Saved entries
===============
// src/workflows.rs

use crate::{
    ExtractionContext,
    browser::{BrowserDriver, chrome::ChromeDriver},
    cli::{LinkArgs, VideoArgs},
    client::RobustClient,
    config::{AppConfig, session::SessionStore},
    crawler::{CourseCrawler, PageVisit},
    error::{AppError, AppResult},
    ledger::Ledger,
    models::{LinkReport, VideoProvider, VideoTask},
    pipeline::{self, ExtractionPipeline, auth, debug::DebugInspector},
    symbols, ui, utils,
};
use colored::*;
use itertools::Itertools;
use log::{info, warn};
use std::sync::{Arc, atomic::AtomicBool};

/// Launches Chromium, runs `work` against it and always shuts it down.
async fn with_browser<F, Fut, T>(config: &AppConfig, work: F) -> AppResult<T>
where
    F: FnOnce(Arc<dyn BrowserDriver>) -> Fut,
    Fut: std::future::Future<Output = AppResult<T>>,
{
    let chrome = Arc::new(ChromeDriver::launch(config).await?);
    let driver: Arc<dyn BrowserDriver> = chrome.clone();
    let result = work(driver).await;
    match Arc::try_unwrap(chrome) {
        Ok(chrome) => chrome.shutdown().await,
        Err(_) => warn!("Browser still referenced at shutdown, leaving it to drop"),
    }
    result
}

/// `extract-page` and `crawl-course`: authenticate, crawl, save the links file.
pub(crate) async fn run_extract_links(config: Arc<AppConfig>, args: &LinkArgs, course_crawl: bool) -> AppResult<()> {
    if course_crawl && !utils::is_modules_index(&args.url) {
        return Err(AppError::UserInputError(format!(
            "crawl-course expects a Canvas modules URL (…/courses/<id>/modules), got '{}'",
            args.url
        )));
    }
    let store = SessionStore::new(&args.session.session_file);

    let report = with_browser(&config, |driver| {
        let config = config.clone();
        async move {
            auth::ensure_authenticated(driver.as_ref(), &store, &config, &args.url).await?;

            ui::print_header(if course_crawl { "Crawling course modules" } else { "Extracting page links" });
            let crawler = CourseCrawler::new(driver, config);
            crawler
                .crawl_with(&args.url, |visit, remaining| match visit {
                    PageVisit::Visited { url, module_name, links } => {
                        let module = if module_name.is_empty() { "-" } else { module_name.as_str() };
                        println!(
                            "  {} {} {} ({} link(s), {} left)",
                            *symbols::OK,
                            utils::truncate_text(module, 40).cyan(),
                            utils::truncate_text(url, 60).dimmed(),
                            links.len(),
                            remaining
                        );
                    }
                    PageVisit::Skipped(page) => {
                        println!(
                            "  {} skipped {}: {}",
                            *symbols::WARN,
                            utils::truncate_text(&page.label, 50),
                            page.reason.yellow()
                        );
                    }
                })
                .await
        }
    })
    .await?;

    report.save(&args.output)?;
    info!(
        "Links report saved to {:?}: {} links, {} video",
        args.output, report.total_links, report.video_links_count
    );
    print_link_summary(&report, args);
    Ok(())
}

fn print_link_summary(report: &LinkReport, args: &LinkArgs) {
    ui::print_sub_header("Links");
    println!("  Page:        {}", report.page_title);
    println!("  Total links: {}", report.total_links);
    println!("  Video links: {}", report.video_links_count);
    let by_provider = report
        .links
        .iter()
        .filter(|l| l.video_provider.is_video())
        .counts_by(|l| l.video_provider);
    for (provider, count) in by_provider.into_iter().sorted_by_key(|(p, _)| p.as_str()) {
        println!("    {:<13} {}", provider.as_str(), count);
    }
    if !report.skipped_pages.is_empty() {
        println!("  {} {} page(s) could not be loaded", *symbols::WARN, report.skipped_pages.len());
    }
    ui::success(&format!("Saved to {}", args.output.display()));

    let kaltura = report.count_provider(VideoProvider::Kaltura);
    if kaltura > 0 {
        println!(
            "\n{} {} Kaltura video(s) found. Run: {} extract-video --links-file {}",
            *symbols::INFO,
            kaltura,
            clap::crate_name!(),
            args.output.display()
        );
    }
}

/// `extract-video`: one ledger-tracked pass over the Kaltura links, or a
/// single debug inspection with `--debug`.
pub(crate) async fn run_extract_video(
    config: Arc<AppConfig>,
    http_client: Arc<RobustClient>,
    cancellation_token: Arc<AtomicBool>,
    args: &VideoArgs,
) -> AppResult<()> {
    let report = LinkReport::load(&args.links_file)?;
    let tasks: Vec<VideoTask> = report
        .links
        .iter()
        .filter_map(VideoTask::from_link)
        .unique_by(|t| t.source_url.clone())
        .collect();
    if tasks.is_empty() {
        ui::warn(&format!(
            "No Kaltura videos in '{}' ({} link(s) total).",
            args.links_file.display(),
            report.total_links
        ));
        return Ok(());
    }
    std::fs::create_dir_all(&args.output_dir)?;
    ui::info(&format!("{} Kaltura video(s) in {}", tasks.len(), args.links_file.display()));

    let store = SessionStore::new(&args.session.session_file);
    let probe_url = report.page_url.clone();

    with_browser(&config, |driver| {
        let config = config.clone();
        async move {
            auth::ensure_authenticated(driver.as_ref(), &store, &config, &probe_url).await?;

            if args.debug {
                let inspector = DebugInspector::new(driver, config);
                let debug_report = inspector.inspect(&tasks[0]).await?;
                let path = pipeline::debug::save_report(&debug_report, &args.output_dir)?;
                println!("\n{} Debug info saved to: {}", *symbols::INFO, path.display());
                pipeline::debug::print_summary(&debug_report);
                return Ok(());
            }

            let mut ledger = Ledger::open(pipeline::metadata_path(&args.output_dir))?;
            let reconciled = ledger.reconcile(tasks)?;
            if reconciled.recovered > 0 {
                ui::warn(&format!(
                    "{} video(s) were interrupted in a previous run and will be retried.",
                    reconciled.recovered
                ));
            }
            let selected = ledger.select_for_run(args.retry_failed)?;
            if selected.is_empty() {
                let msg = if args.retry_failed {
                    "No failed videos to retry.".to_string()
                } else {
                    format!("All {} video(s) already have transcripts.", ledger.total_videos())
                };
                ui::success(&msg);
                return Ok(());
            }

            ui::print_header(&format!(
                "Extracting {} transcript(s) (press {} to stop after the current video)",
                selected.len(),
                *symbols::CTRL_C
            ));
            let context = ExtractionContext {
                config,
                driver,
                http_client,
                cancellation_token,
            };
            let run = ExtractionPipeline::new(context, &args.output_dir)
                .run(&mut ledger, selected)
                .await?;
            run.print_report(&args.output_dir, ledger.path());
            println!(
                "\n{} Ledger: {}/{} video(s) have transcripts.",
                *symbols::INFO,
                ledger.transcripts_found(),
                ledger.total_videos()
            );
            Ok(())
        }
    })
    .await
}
===============
_Work task_.
Nothing may be omitted. Restate all of the entries exactly.

_Task solution_.
// src/workflows.rs

use crate::{
    ExtractionContext,
    browser::{BrowserDriver, chrome::ChromeDriver},
    cli::{LinkArgs, VideoArgs},
    client::RobustClient,
    config::{AppConfig, session::SessionStore},
    crawler::{CourseCrawler, PageVisit},
    error::{AppError, AppResult},
    ledger::Ledger,
    models::{LinkReport, VideoProvider, VideoTask},
    pipeline::{self, ExtractionPipeline, auth, debug::DebugInspector},
    symbols, ui, utils,
};
use colored::*;
use itertools::Itertools;
use log::{info, warn};
use std::sync::{Arc, atomic::AtomicBool};

/// Launches Chromium, runs `work` against it and always shuts it down.
async fn with_browser<F, Fut, T>(config: &AppConfig, work: F) -> AppResult<T>
where
    F: FnOnce(Arc<dyn BrowserDriver>) -> Fut,
    Fut: std::future::Future<Output = AppResult<T>>,
{
    let chrome = Arc::new(ChromeDriver::launch(config).await?);
    let driver: Arc<dyn BrowserDriver> = chrome.clone();
    let result = work(driver).await;
    match Arc::try_unwrap(chrome) {
        Ok(chrome) => chrome.shutdown().await,
        Err(_) => warn!("Browser still referenced at shutdown, leaving it to drop"),
    }
    result
}

/// `extract-page` and `crawl-course`: authenticate, crawl, save the links file.
pub(crate) async fn run_extract_links(config: Arc<AppConfig>, args: &LinkArgs, course_crawl: bool) -> AppResult<()> {
    if course_crawl && !utils::is_modules_index(&args.url) {
        return Err(AppError::UserInputError(format!(
            "crawl-course expects a Canvas modules URL (…/courses/<id>/modules), got '{}'",
            args.url
        )));
    }
    let store = SessionStore::new(&args.session.session_file);

    let report = with_browser(&config, |driver| {
        let config = config.clone();
        async move {
            auth::ensure_authenticated(driver.as_ref(), &store, &config, &args.url).await?;

            ui::print_header(if course_crawl { "Crawling course modules" } else { "Extracting page links" });
            let crawler = CourseCrawler::new(driver, config);
            crawler
                .crawl_with(&args.url, |visit, remaining| match visit {
                    PageVisit::Visited { url, module_name, links } => {
                        let module = if module_name.is_empty() { "-" } else { module_name.as_str() };
                        println!(
                            "  {} {} {} ({} link(s), {} left)",
                            *symbols::OK,
                            utils::truncate_text(module, 40).cyan(),
                            utils::truncate_text(url, 60).dimmed(),
                            links.len(),
                            remaining
                        );
                    }
                    PageVisit::Skipped(page) => {
                        println!(
                            "  {} skipped {}: {}",
                            *symbols::WARN,
                            utils::truncate_text(&page.label, 50),
                            page.reason.yellow()
                        );
                    }
                })
                .await
        }
    })
    .await?;

    report.save(&args.output)?;
    info!(
        "Links report saved to {:?}: {} links, {} video",
        args.output, report.total_links, report.video_links_count
    );
    print_link_summary(&report, args);
    Ok(())
}

fn print_link_summary(report: &LinkReport, args: &LinkArgs) {
    ui::print_sub_header("Links");
    println!("  Page:        {}", report.page_title);
    println!("  Total links: {}", report.total_links);
    println!("  Video links: {}", report.video_links_count);
    let by_provider = report
        .links
        .iter()
        .filter(|l| l.video_provider.is_video())
        .counts_by(|l| l.video_provider);
    for (provider, count) in by_provider.into_iter().sorted_by_key(|(p, _)| p.as_str()) {
        println!("    {:<13} {}", provider.as_str(), count);
    }
    if !report.skipped_pages.is_empty() {
        println!("  {} {} page(s) could not be loaded", *symbols::WARN, report.skipped_pages.len());
    }
    ui::success(&format!("Saved to {}", args.output.display()));

    let kaltura = report.count_provider(VideoProvider::Kaltura);
    if kaltura > 0 {
        println!(
            "\n{} {} Kaltura video(s) found. Run: {} extract-video --links-file {}",
            *symbols::INFO,
            kaltura,
            clap::crate_name!(),
            args.output.display()
        );
    }
}

/// `extract-video`: one ledger-tracked pass over the Kaltura links, or a
/// single debug inspection with `--debug`.
pub(crate) async fn run_extract_video(
    config: Arc<AppConfig>,
    http_client: Arc<RobustClient>,
    cancellation_token: Arc<AtomicBool>,
    args: &VideoArgs,
) -> AppResult<()> {
    let report = LinkReport::load(&args.links_file)?;
    let tasks: Vec<VideoTask> = report
        .links
        .iter()
        .filter_map(VideoTask::from_link)
        .unique_by(|t| t.source_url.clone())
        .collect();
    if tasks.is_empty() {
        ui::warn(&format!(
            "No Kaltura videos in '{}' ({} link(s) total).",
            args.links_file.display(),
            report.total_links
        ));
        return Ok(());
    }
    std::fs::create_dir_all(&args.output_dir)?;
    ui::info(&format!("{} Kaltura video(s) in {}", tasks.len(), args.links_file.display()));

    let store = SessionStore::new(&args.session.session_file);
    let probe_url = report.page_url.clone();

    with_browser(&config, |driver| {
        let config = config.clone();
        async move {
            auth::ensure_authenticated(driver.as_ref(), &store, &config, &probe_url).await?;

            if args.debug {
                let inspector = DebugInspector::new(driver, config);
                let debug_report = inspector.inspect(&tasks[0]).await?;
                let path = pipeline::debug::save_report(&debug_report, &args.output_dir)?;
                println!("\n{} Debug info saved to: {}", *symbols::INFO, path.display());
                pipeline::debug::print_summary(&debug_report);
                return Ok(());
            }

            let mut ledger = Ledger::open(pipeline::metadata_path(&args.output_dir))?;
            let reconciled = ledger.reconcile(tasks)?;
            if reconciled.recovered > 0 {
                ui::warn(&format!(
                    "{} video(s) were interrupted in a previous run and will be retried.",
                    reconciled.recovered
                ));
            }
            let selected = ledger.select_for_run(args.retry_failed)?;
            if selected.is_empty() {
                let msg = if args.retry_failed {
                    "No failed videos to retry.".to_string()
                } else {
                    format!("All {} video(s) already have transcripts.", ledger.total_videos())
                };
                ui::success(&msg);
                return Ok(());
            }

            ui::print_header(&format!(
                "Extracting {} transcript(s) (press {} to stop after the current video)",
                selected.len(),
                *symbols::CTRL_C
            ));
            let context = ExtractionContext {
                config,
                driver,
                http_client,
                cancellation_token,
            };
            let run = ExtractionPipeline::new(context, &args.output_dir)
                .run(&mut ledger, selected)
                .await?;
            run.print_report(&args.output_dir, ledger.path());
            println!(
                "\n{} Ledger: {}/{} video(s) have transcripts.",
                *symbols::INFO,
                ledger.transcripts_found(),
                ledger.total_videos()
            );
            Ok(())
        }
    })
    .await
}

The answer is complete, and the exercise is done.